As a material for final finishing any attic can serve sheet material, capable of protecting the insulation from damage. The most commonly used are plasterboard, chipboard or OSB boards, and wooden lining or plastic.

Installation is carried out on slats that secure the thermal insulation to the roof. You can dial a separate metal carcass from profiles, but this will require additional space in the attic, and will once again compromise the tightness of the waterproofing.

Properly installed attic insulation will not only help conserve heat, but will also protect roofing and ceiling elements from premature aging.

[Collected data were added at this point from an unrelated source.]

//! Testing utilities.
//!
//! HTML fixture builders and a scenario helper, so applications using the
//! library can test against realistic listing pages without network calls.

use std::sync::Arc;

use crate::fetchers::MockFetcher;
use crate::pipeline::ListingExtractor;

/// Builder for a synthetic marketplace listing page.
///
/// Each setter adds the markup a real marketplace uses for that field.
#[derive(Debug, Clone, Default)]
pub struct ListingPage {
    head: Vec<String>,
    body: Vec<String>,
}

impl ListingPage {
    pub fn new() -> Self {
        Self::default()
    }

    /// `<meta property="og:title">`
    pub fn og_title(mut self, title: &str) -> Self {
        self.head.push(format!(
            r#"<meta property="og:title" content="{}">"#,
            html_escape::encode_double_quoted_attribute(title)
        ));
        self
    }

    /// `<title>` element
    pub fn document_title(mut self, title: &str) -> Self {
        self.head.push(format!(
            "<title>{}</title>",
            html_escape::encode_text(title)
        ));
        self
    }

    /// Machine-readable price attribute
    pub fn itemprop_price(mut self, price: &str) -> Self {
        self.body.push(format!(
            r#"<div class="x-price-primary"><span itemprop="price" content="{price}">US ${price}</span></div>"#
        ));
        self
    }

    /// Condition shown as an icon-text span
    pub fn condition_span(mut self, condition: &str) -> Self {
        self.body.push(format!(
            r#"<div class="x-item-condition"><span class="ux-icon-text__text"><span class="clipped">{}</span></span></div>"#,
            html_escape::encode_text(condition)
        ));
        self
    }

    /// One item-specifics row in the marketplace's label/value layout
    pub fn specific(mut self, label: &str, value: &str) -> Self {
        self.body.push(format!(
            r#"<div class="ux-layout-section__row"><div class="ux-labels-values__labels"><span>{}</span></div><div class="ux-labels-values__values"><span>{}</span></div></div>"#,
            html_escape::encode_text(label),
            html_escape::encode_text(value)
        ));
        self
    }

    /// Inline seller description
    pub fn inline_description(mut self, text: &str) -> Self {
        self.body.push(format!(
            r#"<div data-testid="x-item-description"><div>{}</div></div>"#,
            html_escape::encode_text(text)
        ));
        self
    }

    /// Description frame pointing at `src`
    pub fn description_frame(mut self, src: &str) -> Self {
        self.body.push(format!(
            r#"<iframe id="desc_ifr" src="{}" title="Seller description"></iframe>"#,
            html_escape::encode_double_quoted_attribute(src)
        ));
        self
    }

    /// A JSON-LD block with arbitrary content
    pub fn json_ld(mut self, json: &serde_json::Value) -> Self {
        self.head.push(format!(
            r#"<script type="application/ld+json">{json}</script>"#
        ));
        self
    }

    /// Arbitrary markup appended to the body
    pub fn raw(mut self, html: &str) -> Self {
        self.body.push(html.to_string());
        self
    }

    pub fn build(&self) -> String {
        format!(
            "<!DOCTYPE html><html><head>{}</head><body>{}</body></html>",
            self.head.join(""),
            self.body.join("\n")
        )
    }
}

/// A mock fetcher and an extractor wired to it.
pub struct TestScenario {
    fetcher: MockFetcher,
}

impl TestScenario {
    /// Create a new test scenario.
    pub fn new() -> Self {
        Self {
            fetcher: MockFetcher::new(),
        }
    }

    /// Serve `page` at `url`.
    pub fn with_page(mut self, url: &str, page: &ListingPage) -> Self {
        self.fetcher = self.fetcher.with_html(url, page.build());
        self
    }

    /// Serve raw `html` at `url`.
    pub fn with_html(mut self, url: &str, html: impl Into<String>) -> Self {
        self.fetcher = self.fetcher.with_html(url, html);
        self
    }

    /// Fail requests for `url` with `status`.
    pub fn with_status(mut self, url: &str, status: u16, message: &str) -> Self {
        self.fetcher = self.fetcher.with_status(url, status, message);
        self
    }

    /// Extractor using the mock as its direct fetcher, plus the mock itself
    /// for call assertions.
    pub fn build(self) -> (ListingExtractor, MockFetcher) {
        let extractor = ListingExtractor::new(Arc::new(self.fetcher.clone()));
        (extractor, self.fetcher)
    }
}

impl Default for TestScenario {
    fn default() -> Self {
        Self::new()
    }
}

Insulating the roof from the inside is a mandatory measure, even if the attic space is not used as an additional room. Thermal insulation of the attic reduces heat loss - the heating does not work to warm the environment.

Insulation options are quite simple and do not require special qualifications from the performer. That's why thermal insulation work you can do it yourself. The main thing is to choose optimal type insulation and follow the technological process.

The need to insulate the attic of a house

Comfort and coziness in any living space largely depend on the feeling of warmth. Maintenance optimal temperature With minimum consumption for heating - important point maintenance of a private house. In order to minimize the heat loss of a living space, at the stage of building a house it is necessary to insulate not only the walls, but also the ceiling between the attic and top floor. However, insulation of a cold attic can also be done in an already used house.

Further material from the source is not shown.